> THE TASK
Look at every line below and count those containing "parts". Answer with the number only.

[Stored data]
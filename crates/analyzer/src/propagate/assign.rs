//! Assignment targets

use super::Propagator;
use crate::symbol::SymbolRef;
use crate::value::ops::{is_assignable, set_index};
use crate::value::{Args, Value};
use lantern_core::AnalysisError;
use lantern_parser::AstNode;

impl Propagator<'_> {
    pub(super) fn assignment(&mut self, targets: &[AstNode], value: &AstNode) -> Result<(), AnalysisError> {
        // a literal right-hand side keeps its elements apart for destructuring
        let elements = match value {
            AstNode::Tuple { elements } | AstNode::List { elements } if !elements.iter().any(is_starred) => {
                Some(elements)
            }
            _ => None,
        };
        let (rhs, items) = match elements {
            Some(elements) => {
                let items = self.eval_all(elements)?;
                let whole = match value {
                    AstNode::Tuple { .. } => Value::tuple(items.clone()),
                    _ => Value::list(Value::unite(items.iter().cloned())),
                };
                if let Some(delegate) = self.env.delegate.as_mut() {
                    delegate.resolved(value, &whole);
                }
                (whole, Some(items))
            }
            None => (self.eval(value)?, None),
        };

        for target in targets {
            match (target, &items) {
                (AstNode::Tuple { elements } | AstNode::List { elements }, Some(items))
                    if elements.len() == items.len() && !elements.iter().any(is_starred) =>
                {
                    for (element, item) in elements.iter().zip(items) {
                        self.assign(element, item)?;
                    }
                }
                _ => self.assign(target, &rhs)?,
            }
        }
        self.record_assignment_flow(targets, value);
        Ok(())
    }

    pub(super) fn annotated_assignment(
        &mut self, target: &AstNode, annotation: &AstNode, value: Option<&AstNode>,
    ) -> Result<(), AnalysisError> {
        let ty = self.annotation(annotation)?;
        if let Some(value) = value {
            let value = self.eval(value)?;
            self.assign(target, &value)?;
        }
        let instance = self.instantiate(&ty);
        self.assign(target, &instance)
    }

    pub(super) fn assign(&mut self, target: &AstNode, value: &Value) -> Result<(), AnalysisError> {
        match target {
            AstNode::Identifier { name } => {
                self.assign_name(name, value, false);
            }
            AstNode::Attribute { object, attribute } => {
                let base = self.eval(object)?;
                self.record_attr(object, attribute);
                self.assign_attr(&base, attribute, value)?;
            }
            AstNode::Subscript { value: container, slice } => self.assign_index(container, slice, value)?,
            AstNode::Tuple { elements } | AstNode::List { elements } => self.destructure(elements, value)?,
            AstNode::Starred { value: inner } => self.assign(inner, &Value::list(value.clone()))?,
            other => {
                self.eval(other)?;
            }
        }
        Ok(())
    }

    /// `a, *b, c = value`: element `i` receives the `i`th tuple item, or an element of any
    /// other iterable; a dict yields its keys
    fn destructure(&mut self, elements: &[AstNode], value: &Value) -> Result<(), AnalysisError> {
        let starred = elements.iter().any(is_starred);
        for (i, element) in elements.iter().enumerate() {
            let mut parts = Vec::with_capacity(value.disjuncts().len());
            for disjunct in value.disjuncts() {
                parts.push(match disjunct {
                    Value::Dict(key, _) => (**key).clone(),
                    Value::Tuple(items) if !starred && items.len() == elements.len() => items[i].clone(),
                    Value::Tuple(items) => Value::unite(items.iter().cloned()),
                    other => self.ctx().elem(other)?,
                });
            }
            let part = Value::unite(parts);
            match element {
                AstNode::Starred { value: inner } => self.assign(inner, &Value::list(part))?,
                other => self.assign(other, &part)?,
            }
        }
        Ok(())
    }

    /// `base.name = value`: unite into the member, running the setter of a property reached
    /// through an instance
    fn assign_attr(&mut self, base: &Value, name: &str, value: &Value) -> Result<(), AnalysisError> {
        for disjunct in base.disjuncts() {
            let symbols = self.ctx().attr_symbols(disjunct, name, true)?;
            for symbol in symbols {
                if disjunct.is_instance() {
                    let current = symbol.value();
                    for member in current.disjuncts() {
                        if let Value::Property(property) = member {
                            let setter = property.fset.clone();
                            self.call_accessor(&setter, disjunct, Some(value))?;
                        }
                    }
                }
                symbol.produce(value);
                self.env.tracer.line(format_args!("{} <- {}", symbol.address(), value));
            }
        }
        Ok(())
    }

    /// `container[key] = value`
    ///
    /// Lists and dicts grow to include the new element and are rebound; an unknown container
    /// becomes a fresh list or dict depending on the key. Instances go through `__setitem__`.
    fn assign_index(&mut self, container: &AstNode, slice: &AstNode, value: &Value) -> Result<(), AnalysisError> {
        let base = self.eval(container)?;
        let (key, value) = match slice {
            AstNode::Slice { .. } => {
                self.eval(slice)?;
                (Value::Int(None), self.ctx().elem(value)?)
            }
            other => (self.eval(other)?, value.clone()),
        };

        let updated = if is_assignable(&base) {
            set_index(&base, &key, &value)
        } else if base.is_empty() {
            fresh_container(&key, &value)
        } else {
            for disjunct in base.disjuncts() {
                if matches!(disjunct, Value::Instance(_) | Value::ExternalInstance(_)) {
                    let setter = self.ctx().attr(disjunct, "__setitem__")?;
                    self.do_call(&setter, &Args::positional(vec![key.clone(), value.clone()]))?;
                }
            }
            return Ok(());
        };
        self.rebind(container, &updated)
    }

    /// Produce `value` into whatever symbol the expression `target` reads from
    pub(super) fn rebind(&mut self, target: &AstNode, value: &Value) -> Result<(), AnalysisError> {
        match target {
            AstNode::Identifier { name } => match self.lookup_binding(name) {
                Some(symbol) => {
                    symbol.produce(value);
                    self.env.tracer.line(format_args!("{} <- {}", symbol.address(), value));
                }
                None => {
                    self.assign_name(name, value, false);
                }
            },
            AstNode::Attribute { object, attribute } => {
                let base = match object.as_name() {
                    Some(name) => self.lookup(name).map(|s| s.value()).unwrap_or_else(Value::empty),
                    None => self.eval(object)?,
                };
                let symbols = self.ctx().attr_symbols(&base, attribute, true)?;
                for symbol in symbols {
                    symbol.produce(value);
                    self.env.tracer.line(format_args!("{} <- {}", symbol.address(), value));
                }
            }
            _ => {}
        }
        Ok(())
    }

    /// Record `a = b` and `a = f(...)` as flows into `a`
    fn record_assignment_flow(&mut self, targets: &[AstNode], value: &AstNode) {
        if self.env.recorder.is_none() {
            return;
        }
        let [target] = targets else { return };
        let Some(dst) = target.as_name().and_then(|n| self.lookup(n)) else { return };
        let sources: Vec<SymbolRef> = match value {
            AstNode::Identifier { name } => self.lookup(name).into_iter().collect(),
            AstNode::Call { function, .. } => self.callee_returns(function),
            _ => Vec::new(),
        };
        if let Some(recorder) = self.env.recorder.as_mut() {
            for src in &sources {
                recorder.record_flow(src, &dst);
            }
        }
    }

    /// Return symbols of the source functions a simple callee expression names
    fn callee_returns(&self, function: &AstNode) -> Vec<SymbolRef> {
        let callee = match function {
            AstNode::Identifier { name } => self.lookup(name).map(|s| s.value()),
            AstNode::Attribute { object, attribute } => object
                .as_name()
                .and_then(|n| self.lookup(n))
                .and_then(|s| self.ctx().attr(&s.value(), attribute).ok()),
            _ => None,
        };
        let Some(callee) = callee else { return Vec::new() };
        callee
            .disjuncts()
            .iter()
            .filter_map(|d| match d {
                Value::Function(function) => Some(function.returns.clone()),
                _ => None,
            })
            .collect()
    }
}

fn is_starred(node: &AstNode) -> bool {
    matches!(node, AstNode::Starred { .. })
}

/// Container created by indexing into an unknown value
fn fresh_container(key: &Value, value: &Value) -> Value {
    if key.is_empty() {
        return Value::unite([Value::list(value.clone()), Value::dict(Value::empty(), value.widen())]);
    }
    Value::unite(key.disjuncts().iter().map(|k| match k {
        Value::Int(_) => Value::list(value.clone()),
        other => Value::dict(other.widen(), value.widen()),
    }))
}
...
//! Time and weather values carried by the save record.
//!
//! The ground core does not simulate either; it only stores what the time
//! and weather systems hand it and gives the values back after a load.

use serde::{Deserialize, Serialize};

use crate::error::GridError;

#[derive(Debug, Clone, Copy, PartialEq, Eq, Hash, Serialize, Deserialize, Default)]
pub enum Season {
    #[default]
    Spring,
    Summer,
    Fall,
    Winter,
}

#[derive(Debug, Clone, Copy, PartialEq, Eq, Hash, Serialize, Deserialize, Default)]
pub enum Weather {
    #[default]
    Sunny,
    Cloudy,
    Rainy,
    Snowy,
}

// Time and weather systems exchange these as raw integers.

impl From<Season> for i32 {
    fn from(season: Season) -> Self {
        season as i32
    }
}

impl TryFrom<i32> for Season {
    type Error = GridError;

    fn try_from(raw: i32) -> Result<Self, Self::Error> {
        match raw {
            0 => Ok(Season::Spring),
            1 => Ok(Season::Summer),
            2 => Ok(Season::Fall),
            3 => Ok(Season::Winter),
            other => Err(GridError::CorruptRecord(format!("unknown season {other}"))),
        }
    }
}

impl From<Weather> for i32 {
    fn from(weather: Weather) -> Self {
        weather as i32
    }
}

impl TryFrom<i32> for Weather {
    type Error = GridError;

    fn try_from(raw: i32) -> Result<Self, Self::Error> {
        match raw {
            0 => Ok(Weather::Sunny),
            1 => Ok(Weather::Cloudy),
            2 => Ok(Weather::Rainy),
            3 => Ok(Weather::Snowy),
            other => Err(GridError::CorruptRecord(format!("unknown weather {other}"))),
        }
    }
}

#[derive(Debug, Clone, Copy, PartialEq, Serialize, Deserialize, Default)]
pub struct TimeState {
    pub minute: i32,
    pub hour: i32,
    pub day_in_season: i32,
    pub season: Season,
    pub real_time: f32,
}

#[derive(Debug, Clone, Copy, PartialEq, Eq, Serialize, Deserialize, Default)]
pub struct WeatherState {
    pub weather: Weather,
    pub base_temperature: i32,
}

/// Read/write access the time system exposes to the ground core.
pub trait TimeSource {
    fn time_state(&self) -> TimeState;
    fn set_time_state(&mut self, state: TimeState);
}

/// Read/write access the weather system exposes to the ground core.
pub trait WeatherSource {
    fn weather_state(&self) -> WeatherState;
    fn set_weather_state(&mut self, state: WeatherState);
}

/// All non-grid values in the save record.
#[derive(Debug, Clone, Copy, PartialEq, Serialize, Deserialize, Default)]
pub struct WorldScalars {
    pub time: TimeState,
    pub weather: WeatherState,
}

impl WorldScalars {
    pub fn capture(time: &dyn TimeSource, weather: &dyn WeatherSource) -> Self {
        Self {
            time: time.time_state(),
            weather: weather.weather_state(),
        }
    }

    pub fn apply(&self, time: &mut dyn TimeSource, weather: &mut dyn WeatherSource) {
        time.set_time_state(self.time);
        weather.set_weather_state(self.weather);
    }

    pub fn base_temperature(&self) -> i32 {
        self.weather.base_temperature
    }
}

> TASK RESULT
3